Work instruction: Filter the data for "merged" and copy matching lines.

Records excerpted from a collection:
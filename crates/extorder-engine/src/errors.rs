//! Engine error types and fault handling mode.

/// Convenience result alias for engine operations.
pub type Result<T> = std::result::Result<T, EngineError>;

/// Errors the reorder engine can produce.
///
/// There is exactly one: a bucket whose captured slot count no longer
/// matches its member count. Partitioning and slot extraction are total,
/// and comparator misbehavior is the caller's problem.
#[derive(Debug, thiserror::Error)]
pub enum EngineError {
    /// A bucket's captured sort positions and its members fell out of
    /// lockstep between extraction and reassignment. The bucket was left
    /// unmodified.
    #[error(
        "sort position count mismatch in bucket {bucket}: \
         {positions} positions for {extensions} extensions; bucket not reassigned"
    )]
    PositionCountMismatch {
        /// Bucket key in `scope_phase` form.
        bucket: String,
        /// Number of captured sort positions.
        positions: usize,
        /// Number of extensions in the bucket.
        extensions: usize,
    },
}

/// How the orchestrator reacts to a [`EngineError::PositionCountMismatch`].
#[derive(Clone, Copy, Debug, Default, PartialEq, Eq)]
pub enum FaultMode {
    /// Abort the whole pass with an error; buckets after the faulted one
    /// are not processed.
    Strict,
    /// Log the fault, skip the bucket, keep processing the rest.
    #[default]
    Lenient,
}

// ─────────────────────────────────────────────────────────────────────────────
// Tests
// ─────────────────────────────────────────────────────────────────────────────

#[cfg(test)]
mod tests {
    use super::*;

    #[test]
    fn mismatch_display_names_bucket_and_counts() {
        let err = EngineError::PositionCountMismatch {
            bucket: "main_dom_ready".to_string(),
            positions: 2,
            extensions: 3,
        };
        let msg = err.to_string();
        assert!(msg.contains("main_dom_ready"));
        assert!(msg.contains("2 positions"));
        assert!(msg.contains("3 extensions"));
    }

    #[test]
    fn default_mode_is_lenient() {
        assert_eq!(FaultMode::default(), FaultMode::Lenient);
    }
}
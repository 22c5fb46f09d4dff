use clap::Parser;
use tracing_subscriber::EnvFilter;

mod cli;
mod core;
mod evidence;
mod parsing;
mod scoring;
mod utils;

fn main() -> anyhow::Result<()> {
    let cli = cli::Cli::parse();

    // Initialize logging based on verbosity flag
    let filter = if cli.verbose {
        EnvFilter::new("contig_score=debug,info")
    } else {
        EnvFilter::new("contig_score=warn")
    };

    tracing_subscriber::fmt()
        .with_env_filter(filter)
        .with_target(false)
        .without_time()
        .with_writer(std::io::stderr)
        .init();

    match cli.command {
        cli::Commands::Evidence(args) => {
            cli::evidence::run(args, cli.format, cli.verbose)?;
        }
        cli::Commands::Score(args) => {
            cli::score::run(args, cli.format, cli.verbose)?;
        }
        cli::Commands::Assess(args) => {
            cli::assess::run(args, cli.format, cli.verbose)?;
        }
    }

    Ok(())
}
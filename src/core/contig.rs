use serde::{Deserialize, Serialize};
use std::collections::HashMap;

use crate::evidence::ContigEvidence;

/// Per-contig quality attributes, one row of the contig table
#[derive(Debug, Clone, PartialEq, Serialize, Deserialize)]
pub struct ContigAttributes {
    /// Contig identifier (reference sequence name in the alignment file)
    pub name: String,

    /// Good read-pair evidence count
    #[serde(default)]
    pub good: u64,

    /// Fraction of nucleotides believed correct
    #[serde(default, rename = "pSeqTrue")]
    pub p_seq_true: f64,

    /// Fraction of bases covered by at least one read
    #[serde(default, rename = "pBasesCovered")]
    pub p_bases_covered: f64,

    /// Fraction of fragments with consistent order and insert size
    #[serde(default, rename = "pGood")]
    pub p_good: f64,

    /// Fraction of the contig not flagged as segmented
    #[serde(default, rename = "pNotSegmented")]
    pub p_not_segmented: f64,

    /// Abundance estimate used to weight the contig
    #[serde(default)]
    pub tpm: f64,

    /// Total fragments aligned to the contig
    #[serde(default, skip_serializing_if = "Option::is_none")]
    pub fragments: Option<u64>,
}

impl ContigAttributes {
    pub fn new(name: impl Into<String>) -> Self {
        Self {
            name: name.into(),
            good: 0,
            p_seq_true: 0.0,
            p_bases_covered: 0.0,
            p_good: 0.0,
            p_not_segmented: 0.0,
            tpm: 0.0,
            fragments: None,
        }
    }

    #[must_use]
    pub fn with_fractions(
        mut self,
        p_seq_true: f64,
        p_bases_covered: f64,
        p_good: f64,
        p_not_segmented: f64,
    ) -> Self {
        self.p_seq_true = p_seq_true;
        self.p_bases_covered = p_bases_covered;
        self.p_good = p_good;
        self.p_not_segmented = p_not_segmented;
        self
    }

    #[must_use]
    pub fn with_good(mut self, good: u64) -> Self {
        self.good = good;
        self
    }

    #[must_use]
    pub fn with_tpm(mut self, tpm: f64) -> Self {
        self.tpm = tpm;
        self
    }

    #[must_use]
    pub fn with_fragments(mut self, fragments: u64) -> Self {
        self.fragments = Some(fragments);
        self
    }
}

/// The contig attribute table, rows kept in input order with a name index
#[derive(Debug, Clone, Default)]
pub struct ContigTable {
    rows: Vec<ContigAttributes>,
    index: HashMap<String, usize>,
}

impl ContigTable {
    /// Build a table from rows. A later row with a repeated name replaces the earlier one.
    #[must_use]
    pub fn new(rows: Vec<ContigAttributes>) -> Self {
        let mut table = Self::default();
        for row in rows {
            table.upsert(row);
        }
        table
    }

    /// Insert a row, replacing any row with the same name in place
    pub fn upsert(&mut self, row: ContigAttributes) {
        if let Some(&i) = self.index.get(&row.name) {
            self.rows[i] = row;
        } else {
            self.index.insert(row.name.clone(), self.rows.len());
            self.rows.push(row);
        }
    }

    #[must_use]
    pub fn len(&self) -> usize {
        self.rows.len()
    }

    #[must_use]
    pub fn is_empty(&self) -> bool {
        self.rows.is_empty()
    }

    #[must_use]
    pub fn get(&self, name: &str) -> Option<&ContigAttributes> {
        self.index.get(name).map(|&i| &self.rows[i])
    }

    pub fn iter(&self) -> impl Iterator<Item = &ContigAttributes> {
        self.rows.iter()
    }

    #[must_use]
    pub fn rows(&self) -> &[ContigAttributes] {
        &self.rows
    }

    /// Fragment count denominator for a contig, if the table carries one
    #[must_use]
    pub fn fragments(&self, name: &str) -> Option<u64> {
        self.get(name).and_then(|row| row.fragments)
    }

    /// Fragment counts for every contig that has one
    #[must_use]
    pub fn fragment_counts(&self) -> HashMap<String, u64> {
        self.rows
            .iter()
            .filter_map(|row| row.fragments.map(|f| (row.name.clone(), f)))
            .collect()
    }

    /// Sum of `good` over all rows
    #[must_use]
    pub fn good_total(&self) -> u64 {
        self.rows.iter().map(|row| row.good).sum()
    }

    /// Copy merged evidence into matching rows. Evidence for contigs the table
    /// does not list is ignored; returns the number of rows updated.
    pub fn apply_evidence(&mut self, evidence: &HashMap<String, ContigEvidence>) -> usize {
        let mut updated = 0;
        for row in &mut self.rows {
            if let Some(found) = evidence.get(&row.name) {
                row.good = found.good;
                row.p_good = found.p_good;
                updated += 1;
            }
        }
        updated
    }
}

impl FromIterator<ContigAttributes> for ContigTable {
    fn from_iter<I: IntoIterator<Item = ContigAttributes>>(iter: I) -> Self {
        Self::new(iter.into_iter().collect())
    }
}

#[cfg(test)]
mod tests {
    use super::*;

    #[test]
    fn test_table_lookup_and_totals() {
        let table = ContigTable::new(vec![
            ContigAttributes::new("ctg1").with_good(10).with_fragments(12),
            ContigAttributes::new("ctg2").with_good(4),
        ]);

        assert_eq!(table.len(), 2);
        assert_eq!(table.good_total(), 14);
        assert_eq!(table.fragments("ctg1"), Some(12));
        assert_eq!(table.fragments("ctg2"), None);
        assert_eq!(table.fragments("missing"), None);
        assert_eq!(table.fragment_counts().len(), 1);
    }

    #[test]
    fn test_repeated_name_replaces_row() {
        let table = ContigTable::new(vec![
            ContigAttributes::new("ctg1").with_good(1),
            ContigAttributes::new("ctg2").with_good(2),
            ContigAttributes::new("ctg1").with_good(3),
        ]);

        assert_eq!(table.len(), 2);
        assert_eq!(table.rows()[0].name, "ctg1");
        assert_eq!(table.get("ctg1").unwrap().good, 3);
    }

    #[test]
    fn test_apply_evidence() {
        let mut table = ContigTable::new(vec![
            ContigAttributes::new("ctg1").with_fragments(10),
            ContigAttributes::new("ctg2").with_fragments(5),
        ]);

        let mut evidence = HashMap::new();
        evidence.insert("ctg1".to_string(), ContigEvidence { good: 8, p_good: 0.8 });
        evidence.insert("other".to_string(), ContigEvidence { good: 3, p_good: 1.0 });

        assert_eq!(table.apply_evidence(&evidence), 1);
        assert_eq!(table.get("ctg1").unwrap().good, 8);
        assert!((table.get("ctg1").unwrap().p_good - 0.8).abs() < 1e-12);
        assert_eq!(table.get("ctg2").unwrap().good, 0);
    }
}
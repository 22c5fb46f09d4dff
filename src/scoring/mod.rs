//! Contig and assembly scoring.
//!
//! This module provides the scoring pipeline that runs over a merged contig table:
//!
//! - [`ContigScoreEngine`]: main entry point, one call per run
//! - [`ScoreResult`]: assembly-level scores plus per-contig sub-scores
//! - [`cutoff::search`]: optimal exclusion cutoff over observed contig scores
//!
//! ## Contig score
//!
//! Four sub-scores, each floored at `0.01`, are multiplied and floored again:
//!
//! - **sCnuc**: nucleotide identity (`pSeqTrue`)
//! - **sCcov**: coverage breadth (`pBasesCovered`)
//! - **sCord**: fragment order consistency (`pGood`)
//! - **sCseg**: non-segmentation (`pNotSegmented`)
//!
//! ## Assembly score
//!
//! The harmonic mean of contig scores, scaled by the fraction of reads counted as
//! good evidence. The weighted score is the mean of `score * tpm`, scaled the same way.
//!
//! ## Example
//!
//! ```rust
//! use contig_score::{ContigAttributes, ContigScoreEngine, ContigTable, RunConfig};
//!
//! let table = ContigTable::new(vec![
//!     ContigAttributes::new("ctg1").with_fractions(0.99, 0.95, 0.9, 1.0).with_good(80),
//!     ContigAttributes::new("ctg2").with_fractions(0.90, 0.60, 0.5, 0.8).with_good(10),
//! ]);
//!
//! let engine = ContigScoreEngine::new(RunConfig::default().with_read_count(100));
//! let result = engine.score(&table);
//!
//! assert!(result.assembly.score > 0.0);
//! assert_eq!(result.cutoffs.len(), 2);
//! ```

pub mod aggregate;
pub mod contig;
pub mod cutoff;
pub mod engine;
pub mod report;
pub mod result;

pub use engine::ContigScoreEngine;
pub use report::ReportError;
pub use result::{AssemblyScore, ContigScore, CutoffPoint, ScoreResult};
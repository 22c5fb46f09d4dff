use serde::{Deserialize, Serialize};
use std::path::PathBuf;

/// How much of the scoring pipeline a run performs
#[derive(Debug, Clone, Copy, PartialEq, Eq, Default, Serialize, Deserialize)]
#[serde(rename_all = "snake_case")]
pub enum ScoringMode {
    /// All four sub-scores, assembly aggregation, cutoff search and weighted score.
    /// Read pairs count twice toward the good total.
    #[default]
    Full,
    /// Only the nucleotide and coverage sub-scores; no assembly-level aggregation.
    /// Read pairs count once toward the good total.
    Light,
}

impl ScoringMode {
    #[must_use]
    pub fn is_full(self) -> bool {
        matches!(self, Self::Full)
    }
}

impl std::fmt::Display for ScoringMode {
    fn fmt(&self, f: &mut std::fmt::Formatter<'_>) -> std::fmt::Result {
        match self {
            Self::Full => write!(f, "full"),
            Self::Light => write!(f, "light"),
        }
    }
}

/// Default number of evidence shards evaluated in parallel
pub const DEFAULT_THREADS: usize = 1;

/// Settings shared by the evidence and scoring engines for one run
#[derive(Debug, Clone, PartialEq, Serialize, Deserialize)]
pub struct RunConfig {
    /// Full or lightweight scoring
    #[serde(default)]
    pub mode: ScoringMode,

    /// Total reads used as the denominator of the read-support fraction
    #[serde(default)]
    pub read_count: u64,

    /// Number of strided shards the evidence engine splits contigs into
    #[serde(default = "default_threads")]
    pub threads: usize,

    /// Destination of the cutoff/score table produced by the cutoff search
    #[serde(default, skip_serializing_if = "Option::is_none")]
    pub cutoff_report: Option<PathBuf>,
}

fn default_threads() -> usize {
    DEFAULT_THREADS
}

impl Default for RunConfig {
    fn default() -> Self {
        Self {
            mode: ScoringMode::default(),
            read_count: 0,
            threads: DEFAULT_THREADS,
            cutoff_report: None,
        }
    }
}

impl RunConfig {
    #[must_use]
    pub fn with_mode(mut self, mode: ScoringMode) -> Self {
        self.mode = mode;
        self
    }

    #[must_use]
    pub fn with_read_count(mut self, read_count: u64) -> Self {
        self.read_count = read_count;
        self
    }

    #[must_use]
    pub fn with_threads(mut self, threads: usize) -> Self {
        self.threads = threads;
        self
    }

    #[must_use]
    pub fn with_cutoff_report(mut self, path: impl Into<PathBuf>) -> Self {
        self.cutoff_report = Some(path.into());
        self
    }
}

/// One worker's strided slice of the contig universe.
///
/// Worker `index` of `count` owns every `count`-th contig starting at `index`.
#[derive(Debug, Clone, Copy, PartialEq, Eq, Serialize, Deserialize)]
pub struct Shard {
    pub index: usize,
    pub count: usize,
}

impl Shard {
    /// A shard covering every contig
    #[must_use]
    pub fn whole() -> Self {
        Self { index: 0, count: 1 }
    }

    #[must_use]
    pub fn new(index: usize, count: usize) -> Self {
        Self { index, count }
    }

    /// Select the items owned by this shard, preserving their order. A shard whose
    /// index is not below its count owns nothing.
    #[must_use]
    pub fn select<'a, T>(&self, items: &'a [T]) -> Vec<&'a T> {
        if self.index >= self.count {
            return Vec::new();
        }
        items.iter().skip(self.index).step_by(self.count).collect()
    }

    /// All shards of a `count`-way split
    pub fn all(count: usize) -> impl Iterator<Item = Self> {
        (0..count).map(move |index| Self { index, count })
    }
}

impl std::fmt::Display for Shard {
    fn fmt(&self, f: &mut std::fmt::Formatter<'_>) -> std::fmt::Result {
        write!(f, "{}/{}", self.index, self.count)
    }
}
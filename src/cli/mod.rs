//! Command-line interface for contig-score.
//!
//! This module implements the CLI using clap. Available commands:
//!
//! - **evidence**: Count good fragments per contig from an indexed BAM file
//! - **score**: Score contigs and the assembly from a contig table
//! - **assess**: Collect evidence and run full scoring in one pass
//!
//! ## Usage
//!
//! ```text
//! # Fill the good/pGood columns of a contig table
//! contig-score evidence reads.bam contigs.csv --threads 8 -o contigs.evidence.csv
//!
//! # Score the assembly and write the cutoff table
//! contig-score score contigs.evidence.csv --read-count 1000000 --cutoff-report cutoffs.csv
//!
//! # Both steps at once, JSON output for scripting
//! contig-score assess reads.bam contigs.csv --read-count 1000000 --format json
//! ```

use clap::{Parser, Subcommand};

use crate::core::types::ScoringMode;

pub mod assess;
pub mod evidence;
pub mod score;

#[derive(Parser)]
#[command(name = "contig-score")]
#[command(author = "Fulcrum Genomics")]
#[command(version)]
#[command(about = "Score assembled contigs from paired-end alignment evidence")]
#[command(
    long_about = "contig-score rates a de novo assembly using reads mapped back onto its contigs.\n\nFor each contig it combines:\n- Nucleotide identity and coverage breadth\n- The fraction of read pairs placed with a plausible fragment length\n- The probability that the contig is not segmented\n\nContig scores are aggregated into an assembly score scaled by read support, and an optimal exclusion cutoff is reported."
)]
pub struct Cli {
    #[command(subcommand)]
    pub command: Commands,

    /// Enable verbose output
    #[arg(short, long, global = true)]
    pub verbose: bool,

    /// Output format
    #[arg(short, long, global = true, default_value = "text")]
    pub format: OutputFormat,
}

#[derive(Subcommand)]
pub enum Commands {
    /// Count good fragments per contig from an indexed BAM file
    Evidence(evidence::EvidenceArgs),

    /// Score contigs and the assembly from a contig table
    Score(score::ScoreArgs),

    /// Collect fragment evidence and score the assembly
    Assess(assess::AssessArgs),
}

#[derive(Clone, Copy, Debug, clap::ValueEnum)]
pub enum OutputFormat {
    Text,
    Json,
    Tsv,
}

/// Scoring mode as accepted on the command line
#[derive(Clone, Copy, Debug, Default, clap::ValueEnum)]
pub enum ModeArg {
    #[default]
    Full,
    Light,
}

impl From<ModeArg> for ScoringMode {
    fn from(mode: ModeArg) -> Self {
        match mode {
            ModeArg::Full => ScoringMode::Full,
            ModeArg::Light => ScoringMode::Light,
        }
    }
}
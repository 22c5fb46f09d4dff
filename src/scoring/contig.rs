//! Per-contig sub-scores and the combined multiplicative score.

use crate::core::contig::ContigAttributes;
use crate::scoring::result::ContigScore;
use crate::utils::numeric::floor_score;

/// Nucleotide identity sub-score
#[inline]
#[must_use]
pub fn s_nuc(row: &ContigAttributes) -> f64 {
    floor_score(row.p_seq_true)
}

/// Coverage breadth sub-score
#[inline]
#[must_use]
pub fn s_cov(row: &ContigAttributes) -> f64 {
    floor_score(row.p_bases_covered)
}

/// Fragment order consistency sub-score
#[inline]
#[must_use]
pub fn s_ord(row: &ContigAttributes) -> f64 {
    floor_score(row.p_good)
}

/// Non-segmentation sub-score
#[inline]
#[must_use]
pub fn s_seg(row: &ContigAttributes) -> f64 {
    floor_score(row.p_not_segmented)
}

/// All four sub-scores and their floored product
#[must_use]
pub fn full_contig_score(row: &ContigAttributes) -> ContigScore {
    let s_nuc = s_nuc(row);
    let s_cov = s_cov(row);
    let s_ord = s_ord(row);
    let s_seg = s_seg(row);

    ContigScore {
        score: floor_score(s_nuc * s_cov * s_ord * s_seg),
        s_nuc,
        s_cov,
        s_ord,
        s_seg,
    }
}

/// Only the nucleotide and coverage sub-scores; everything else stays zero
#[must_use]
pub fn light_contig_score(row: &ContigAttributes) -> ContigScore {
    ContigScore {
        s_nuc: s_nuc(row),
        s_cov: s_cov(row),
        ..ContigScore::default()
    }
}

#[cfg(test)]
mod tests {
    use super::*;
    use crate::utils::numeric::MIN_SCORE;

    #[test]
    fn test_full_contig_score() {
        let row = ContigAttributes::new("ctg1").with_fractions(0.9, 0.8, 0.5, 1.0);
        let score = full_contig_score(&row);

        assert!((score.s_nuc - 0.9).abs() < 1e-12);
        assert!((score.s_cov - 0.8).abs() < 1e-12);
        assert!((score.s_ord - 0.5).abs() < 1e-12);
        assert!((score.s_seg - 1.0).abs() < 1e-12);
        assert!((score.score - 0.36).abs() < 1e-12);
    }

    #[test]
    fn test_sub_scores_are_floored() {
        let row = ContigAttributes::new("ctg1").with_fractions(0.0, 0.0, 0.0, 0.0);
        let score = full_contig_score(&row);

        for value in [score.s_nuc, score.s_cov, score.s_ord, score.s_seg] {
            assert!(value >= MIN_SCORE);
        }
        // The product of floors is 1e-8, the combined score is floored again
        assert!((score.score - MIN_SCORE).abs() < f64::EPSILON);
    }

    #[test]
    fn test_light_contig_score_leaves_other_fields_zero() {
        let row = ContigAttributes::new("ctg1").with_fractions(0.9, 0.005, 0.7, 0.6);
        let score = light_contig_score(&row);

        assert!((score.s_nuc - 0.9).abs() < 1e-12);
        assert!((score.s_cov - MIN_SCORE).abs() < f64::EPSILON);
        assert!(score.s_ord.abs() < f64::EPSILON);
        assert!(score.s_seg.abs() < f64::EPSILON);
        assert!(score.score.abs() < f64::EPSILON);
    }
}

Response below:
    /// Copy merged evidence into matching rows. Evidence for contigs the table
//! This module provides the scoring pipeline that runs over a merged contig table:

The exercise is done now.